• _Work request_
Transcribe only the lines of the listing below from the one holding "starting conditions and" through the one holding "1]. The state", inclusive, without any change.

━━━━

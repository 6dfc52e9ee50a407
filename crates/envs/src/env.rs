use std::collections::BTreeMap;

use serde_json::Value;

use crate::error::EnvError;
use crate::scene::Scene;

/// Environment-specific debugging data. Never used for control.
pub type Info = BTreeMap<String, Value>;

/// Outcome of a single [`Env::step`].
#[derive(Clone, Debug, PartialEq)]
pub struct StepResult {
    /// What the agent senses, normalized to roughly [-1, 1].
    pub observation: Vec<f64>,
    pub reward: f64,
    /// The episode is over; call [`Env::reset`] before stepping again.
    pub terminated: bool,
    pub info: Info,
}

/// Outcome of [`Env::reset`].
#[derive(Clone, Debug, PartialEq)]
pub struct ResetResult {
    pub observation: Vec<f64>,
    pub info: Info,
}

/// Reinforcement learning environment contract.
///
/// Modelled on the Gym interface: a driver calls [`reset`], then [`step`]
/// repeatedly until `terminated` is reported (or its own horizon runs out),
/// then resets again. The shape queries never change over the lifetime of an
/// instance.
///
/// [`reset`]: Env::reset
/// [`step`]: Env::step
pub trait Env {
    /// Stable identifier, e.g. `"CartPole"`.
    fn name(&self) -> &'static str;

    /// Length of the action vector accepted by [`step`](Env::step).
    fn action_len(&self) -> usize;

    /// Length of every observation vector this environment produces.
    fn observation_len(&self) -> usize;

    /// Number of discrete actions offered.
    ///
    /// # Errors
    ///
    /// [`EnvError::Unsupported`] for continuous-only environments.
    fn num_categorical_actions(&self) -> Result<usize, EnvError>;

    /// Maps discrete action `index` onto a continuous action vector.
    ///
    /// # Errors
    ///
    /// [`EnvError::InvalidCategoricalAction`] when `index` is out of range,
    /// [`EnvError::Unsupported`] for continuous-only environments.
    fn categorical_action(&self, index: usize) -> Result<Vec<f64>, EnvError>;

    /// Reinitializes the episode with randomized starting conditions and
    /// clears every episode-scoped flag. Valid at any time.
    fn reset(&mut self) -> ResetResult;

    /// Advances the simulation one fixed time step.
    ///
    /// # Errors
    ///
    /// [`EnvError::ActionLength`] or [`EnvError::ActionOutOfRange`] when the
    /// action has the wrong length or a component outside [-1, 1]. The state
    /// is left untouched in that case.
    fn step(&mut self, action: &[f64]) -> Result<StepResult, EnvError>;

    /// Logical canvas size `(width, height)` used by [`scene`](Env::scene).
    fn render_size(&self) -> (f64, f64);

    /// Drawing primitives describing the current state.
    fn scene(&self) -> Scene;
}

━━━━

• _Exercise solution_
    /// Reinitializes the episode with randomized starting conditions and
    /// clears every episode-scoped flag. Valid at any time.
    fn reset(&mut self) -> ResetResult;

    /// Advances the simulation one fixed time step.
    ///
    /// # Errors
    ///
    /// [`EnvError::ActionLength`] or [`EnvError::ActionOutOfRange`] when the
    /// action has the wrong length or a component outside [-1, 1]. The state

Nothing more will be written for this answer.